By Becky Vuksta’s calculations, the new socially distanced dining-hall setup at Furman University in Greenville, S.C., will serve 12 students a minute, or 720 students per hour. Not bad, but still not fast enough to feed the school’s 2,700 students in the rush between classes.

So Ms. Vuksta, Furman’s director of auxiliary services, has added two grab-and-go meal stations (one that can accommodate 60 students per hour and another that can handle 180). She also plans a pop-up restaurant outside the main library that will serve street food from around the world, for students and especially staff and faculty, who as a safety precaution will not be allowed to visit the main dining hall.
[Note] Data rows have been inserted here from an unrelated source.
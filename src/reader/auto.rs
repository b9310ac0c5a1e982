//! File-backed parser with push (event) and pull (iterator) consumption

use std::path::{Path, PathBuf};
use std::sync::atomic::{AtomicBool, Ordering};
use std::sync::Arc;

use futures_util::Stream;
use tokio::sync::mpsc;
use tracing::{debug, info};

use crate::config::ReaderConfig;
use crate::record::WarcRecord;
use crate::{Result, WarcError};

use super::iter::WarcRecords;
use super::parser::ParserLimits;
use super::{open_source, Source};

/// Notification produced by a parse run
#[derive(Debug)]
pub enum ParseEvent {
    /// A record was fully parsed
    Record(WarcRecord),
    /// The whole file was parsed
    Done,
    /// Parsing failed; no further events follow
    Error(WarcError),
}

impl ParseEvent {
    fn is_terminal(&self) -> bool {
        !matches!(self, Self::Record(_))
    }
}

/// An in-flight push-mode parse
struct ParseRun {
    events: mpsc::Receiver<ParseEvent>,
    stop: Arc<AtomicBool>,
}

/// Parser for a WARC file that detects gzip compression automatically.
///
/// A run started with [`start`](Self::start) delivers [`ParseEvent`]s through
/// [`next_event`](Self::next_event) or [`events`](Self::events). Records are
/// handed over through a channel holding at most one record, so the file is
/// only read as fast as events are consumed.
///
/// [`records`](Self::records) offers the same records as a plain iterator over a
/// fresh read of the file.
pub struct WarcParser {
    path: Option<PathBuf>,
    chunk_size: usize,
    limits: ParserLimits,
    run: Option<ParseRun>,
}

impl Default for WarcParser {
    fn default() -> Self {
        Self::new()
    }
}

impl WarcParser {
    /// Create a parser without a file
    #[must_use]
    pub fn new() -> Self {
        Self::from_config(None, &ReaderConfig::default())
    }

    /// Create a parser for the WARC file at `path`
    #[must_use]
    pub fn with_path(path: impl Into<PathBuf>) -> Self {
        Self::from_config(Some(path.into()), &ReaderConfig::default())
    }

    /// Create a parser using reader settings from configuration
    #[must_use]
    pub fn from_config(path: Option<PathBuf>, config: &ReaderConfig) -> Self {
        Self {
            path,
            chunk_size: config.chunk_size,
            limits: ParserLimits {
                max_line_length: config.max_line_length,
            },
            run: None,
        }
    }

    /// File that will be parsed
    #[must_use]
    pub fn path(&self) -> Option<&Path> {
        self.path.as_deref()
    }

    /// Whether a push-mode run is in progress
    #[must_use]
    pub fn is_running(&self) -> bool {
        self.run.is_some()
    }

    /// Begin a push-mode parse run.
    ///
    /// Returns `Ok(true)` if a run was started and `Ok(false)` if one is already
    /// running (nothing new is started). Must be called within a Tokio runtime.
    ///
    /// # Errors
    ///
    /// Returns error if no path is known, if there is no Tokio runtime, or if the
    /// file cannot be opened
    pub fn start(&mut self) -> Result<bool> {
        if self.run.is_some() {
            return Ok(false);
        }
        let Some(path) = self.path.clone() else {
            return Err(WarcError::Usage(
                "the path to the WARC file is not set".to_string(),
            ));
        };
        let handle = tokio::runtime::Handle::try_current().map_err(|_| {
            WarcError::Usage("parse runs must be started within a Tokio runtime".to_string())
        })?;

        let source = open_source(&path)?;
        let (tx, rx) = mpsc::channel(1);
        let stop = Arc::new(AtomicBool::new(false));
        let records = WarcRecords::with_options(source, self.chunk_size, self.limits);

        info!("Starting parse run for {}", path.display());
        let task_stop = Arc::clone(&stop);
        handle.spawn_blocking(move || run_to_channel(records, &tx, &task_stop));

        self.run = Some(ParseRun { events: rx, stop });
        Ok(true)
    }

    /// Set the file to parse (unless a run is in progress) and start parsing it
    ///
    /// # Errors
    ///
    /// Same as [`start`](Self::start)
    pub fn parse_warc(&mut self, path: impl Into<PathBuf>) -> Result<bool> {
        if self.run.is_none() {
            self.path = Some(path.into());
        }
        self.start()
    }

    /// Wait for the next event of the current run.
    ///
    /// Returns `None` when no run is in progress. After `Done` or `Error` the run
    /// is over and the parser may be started again.
    pub async fn next_event(&mut self) -> Option<ParseEvent> {
        let run = self.run.as_mut()?;
        let event = run.events.recv().await;
        if event.as_ref().map_or(true, ParseEvent::is_terminal) {
            self.run = None;
        }
        event
    }

    /// The current run as a stream of events
    pub fn events(&mut self) -> impl Stream<Item = ParseEvent> + '_ {
        futures_util::stream::unfold(self, |parser| async move {
            let event = parser.next_event().await?;
            Some((event, parser))
        })
    }

    /// Stop the current run; no further events are delivered and the file is released
    pub fn stop(&mut self) {
        if let Some(run) = self.run.take() {
            run.stop.store(true, Ordering::Release);
            debug!("Parse run stopped");
        }
    }

    /// Iterate over the file's records, reading it from the beginning
    ///
    /// # Errors
    ///
    /// Returns error if no path is known, a push-mode run is in progress, or the
    /// file cannot be opened
    pub fn records(&self) -> Result<WarcRecords<Source>> {
        if self.run.is_some() {
            return Err(WarcError::Usage(
                "a parse run is already in progress".to_string(),
            ));
        }
        let Some(path) = self.path.as_deref() else {
            return Err(WarcError::Usage(
                "the path to the WARC file is not set".to_string(),
            ));
        };
        Ok(WarcRecords::with_options(
            open_source(path)?,
            self.chunk_size,
            self.limits,
        ))
    }
}

impl Drop for WarcParser {
    fn drop(&mut self) {
        self.stop();
    }
}

/// Body of the blocking parse task
fn run_to_channel(
    mut records: WarcRecords<Source>,
    tx: &mpsc::Sender<ParseEvent>,
    stop: &AtomicBool,
) {
    loop {
        if stop.load(Ordering::Acquire) {
            return;
        }
        let event = match records.read_next() {
            Ok(Some(record)) => ParseEvent::Record(record),
            Ok(None) => ParseEvent::Done,
            Err(e) => ParseEvent::Error(e),
        };
        let terminal = event.is_terminal();
        if tx.blocking_send(event).is_err() {
            debug!("Event receiver dropped, ending parse run");
            return;
        }
        if terminal {
            return;
        }
    }
}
The number of students that can be served per minute is not a normal concern for college and university dining administrators, who in recent years have tried to distinguish themselves on the quality and variety of their food, and the sense of community that it can bring to a campus. Over the last decade, the food served in college cafeterias has transformed from the butt of jokes into a major perk; the dining hall is often the first stop on campus tours.

Because of the coronavirus, however, nothing about this year is going to be normal. At campuses across the country, self-serve stations, where students can make their own salads or taco bowls, will be eliminated; instead, masked-and-gloved workers, shielded by plexiglass barriers, will serve nearly everything. Gone, too, will be condiment and coffee stations, replaced by single-serving ketchup and salad-dressing packets and paper cups that many schools were triumphantly phasing out in an effort to reduce waste. Several universities are even using robots to prepare food and deliver it.

At Furman, where students will return to campus for the fall semester on Aug. 18, Ms. Vuksta plans to offer insulated, reusable grocery bags so students can carry out multiple to-go meals, and is considering adding picnic tables for outdoor eating.

But the only thing that is sure is that plans will change. “You’re trying to read a crystal ball and the fact is no one knows how this is going to pan out,” she said. “It can be stressful.”